Thankfully, no hurricanes have formed in the Atlantic or Pacific in 2022; but, as in past years, when one does, especially if it builds into a major hurricane and makes landfall, one can predict with some degree of confidence corporate media outlets will be all over it, linking it, and every other major landfalling tropical cyclone this year to climate change.
These claims will be false—as they were when alarmists made them in the past.

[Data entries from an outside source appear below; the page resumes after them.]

//! File-based storage implementation for native platforms.

use super::{Storage, StorageError, StorageResult};
use crate::page::PageData;
use std::fs;
use std::path::PathBuf;

/// File-based page storage.
///
/// Stores pages as JSON files in a specified directory.
pub struct FileStorage {
    /// Base directory for page storage.
    base_path: PathBuf,
}

impl FileStorage {
    /// Create a new file storage with the given base directory.
    ///
    /// Creates the directory if it doesn't exist.
    pub fn new(base_path: PathBuf) -> StorageResult<Self> {
        if !base_path.exists() {
            fs::create_dir_all(&base_path).map_err(|e| {
                StorageError::Io(format!("Failed to create storage directory: {}", e))
            })?;
        }
        Ok(Self { base_path })
    }

    /// Create file storage in the default location.
    ///
    /// On Unix: `~/.local/share/pagecraft/pages/`
    /// On Windows: `%APPDATA%\pagecraft\pages\`
    pub fn default_location() -> StorageResult<Self> {
        let base = dirs::data_local_dir()
            .or_else(dirs::home_dir)
            .ok_or_else(|| StorageError::Io("Could not determine home directory".to_string()))?;

        let path = base.join("pagecraft").join("pages");
        Self::new(path)
    }

    /// Get the file path for a page id.
    fn page_path(&self, id: &str) -> PathBuf {
        // Sanitize id to be safe for filenames
        let safe_id: String = id
            .chars()
            .map(|c| if c.is_alphanumeric() || c == '-' || c == '_' { c } else { '_' })
            .collect();
        self.base_path.join(format!("{}.json", safe_id))
    }

    /// Get the base path.
    pub fn base_path(&self) -> &PathBuf {
        &self.base_path
    }
}

impl Storage for FileStorage {
    fn save(&self, id: &str, page: &PageData) -> StorageResult<()> {
        let path = self.page_path(id);
        let json = page
            .to_json()
            .map_err(|e| StorageError::Serialization(e.to_string()))?;
        fs::write(&path, json)
            .map_err(|e| StorageError::Io(format!("Failed to write {}: {}", path.display(), e)))
    }

    fn load(&self, id: &str) -> StorageResult<PageData> {
        let path = self.page_path(id);
        if !path.exists() {
            return Err(StorageError::NotFound(id.to_string()));
        }

        let json = fs::read_to_string(&path)
            .map_err(|e| StorageError::Io(format!("Failed to read {}: {}", path.display(), e)))?;

        PageData::from_json(&json).map_err(|e| {
            StorageError::Serialization(format!("Failed to parse {}: {}", path.display(), e))
        })
    }

    fn delete(&self, id: &str) -> StorageResult<()> {
        let path = self.page_path(id);
        if path.exists() {
            fs::remove_file(&path).map_err(|e| {
                StorageError::Io(format!("Failed to delete {}: {}", path.display(), e))
            })?;
        }
        Ok(())
    }

    fn list(&self) -> StorageResult<Vec<String>> {
        let entries = fs::read_dir(&self.base_path)
            .map_err(|e| StorageError::Io(format!("Failed to list pages: {}", e)))?;

        let mut ids = Vec::new();
        for entry in entries {
            let entry = entry.map_err(|e| StorageError::Io(e.to_string()))?;
            let path = entry.path();
            if path.extension().is_some_and(|ext| ext == "json") {
                if let Some(stem) = path.file_stem().and_then(|s| s.to_str()) {
                    ids.push(stem.to_string());
                }
            }
        }
        ids.sort();
        Ok(ids)
    }

    fn exists(&self, id: &str) -> StorageResult<bool> {
        Ok(self.page_path(id).exists())
    }
}

#[cfg(test)]
mod tests {
    use super::*;
    use crate::element::{Element, ElementKind};
    use kurbo::Point;

    fn storage() -> (tempfile::TempDir, FileStorage) {
        let dir = tempfile::tempdir().unwrap();
        let storage = FileStorage::new(dir.path().to_path_buf()).unwrap();
        (dir, storage)
    }

    #[test]
    fn test_save_load_roundtrip() {
        let (_dir, storage) = storage();
        let mut page = PageData::new();
        page.add_element(Element::from_library(
            ElementKind::Section,
            Point::new(0.0, 0.0),
        ));

        storage.save("home", &page).unwrap();
        let loaded = storage.load("home").unwrap();
        assert_eq!(loaded, page);
    }

    #[test]
    fn test_missing_page_is_not_found() {
        let (_dir, storage) = storage();
        assert!(matches!(
            storage.load("missing"),
            Err(StorageError::NotFound(_))
        ));
        assert!(!storage.exists("missing").unwrap());
    }

    #[test]
    fn test_list_and_delete() {
        let (_dir, storage) = storage();
        storage.save("a", &PageData::new()).unwrap();
        storage.save("b", &PageData::new()).unwrap();
        assert_eq!(storage.list().unwrap(), vec!["a", "b"]);

        storage.delete("a").unwrap();
        assert_eq!(storage.list().unwrap(), vec!["b"]);
    }

    #[test]
    fn test_ids_sanitized_for_filenames() {
        let (_dir, storage) = storage();
        storage.save("my/page:1", &PageData::new()).unwrap();
        assert!(storage.exists("my/page:1").unwrap());
        assert_eq!(storage.list().unwrap(), vec!["my_page_1"]);
    }

    #[test]
    fn test_corrupt_file_is_serialization_error() {
        let (dir, storage) = storage();
        fs::write(dir.path().join("bad.json"), "{not json").unwrap();
        assert!(matches!(
            storage.load("bad"),
            Err(StorageError::Serialization(_))
        ));
    }
}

Climate Realism has published more than 110 responses to government and mainstream media reports linking one hurricane or another to human fossil-fuel use.
Data from the U.S. Environmental Protection Agency and the National Oceanic and Atmospheric Administration’s National Hurricane Center (NHC) show hurricanes have become neither more numerous nor more powerful during the past half-century of modest warming.
The EPA’s 2021 report titled “Climate Change Indicators:
Tropical Cyclone Activity” states:
Since 1878, about six to seven hurricanes have formed in the North Atlantic every year. Roughly two per year make landfall in the United States. The total number of hurricanes (particularly after being adjusted for improvements in observation methods) and the number reaching the United States do not indicate a clear overall trend since 1878.
The EPA’s conclusion hurricanes have not become more numerous in recent years is unsurprising, because the IPCC’s 2018 interim report came to the same conclusion. And the NHC reports hurricane impacts on the United States are at an all-time low. The United States recently went more than a decade, 2005 through 2017, without experiencing the landfall of a major hurricane measuring Category 3 or higher—the longest such period in recorded history.
How can climate change be making hurricanes more frequent, more powerful, and more deadly, when the data show none of the claims is true? The answer is, it can’t.
So, while you gird yourselves for the onslaught of alarming stories claiming climate change is behind every pollen-induced sneeze, wildfire, tornado, and hurricane in 2022, keep your allergy medicine on hand and your home insurance paid up, and take comfort in the fact that all of these claims are false."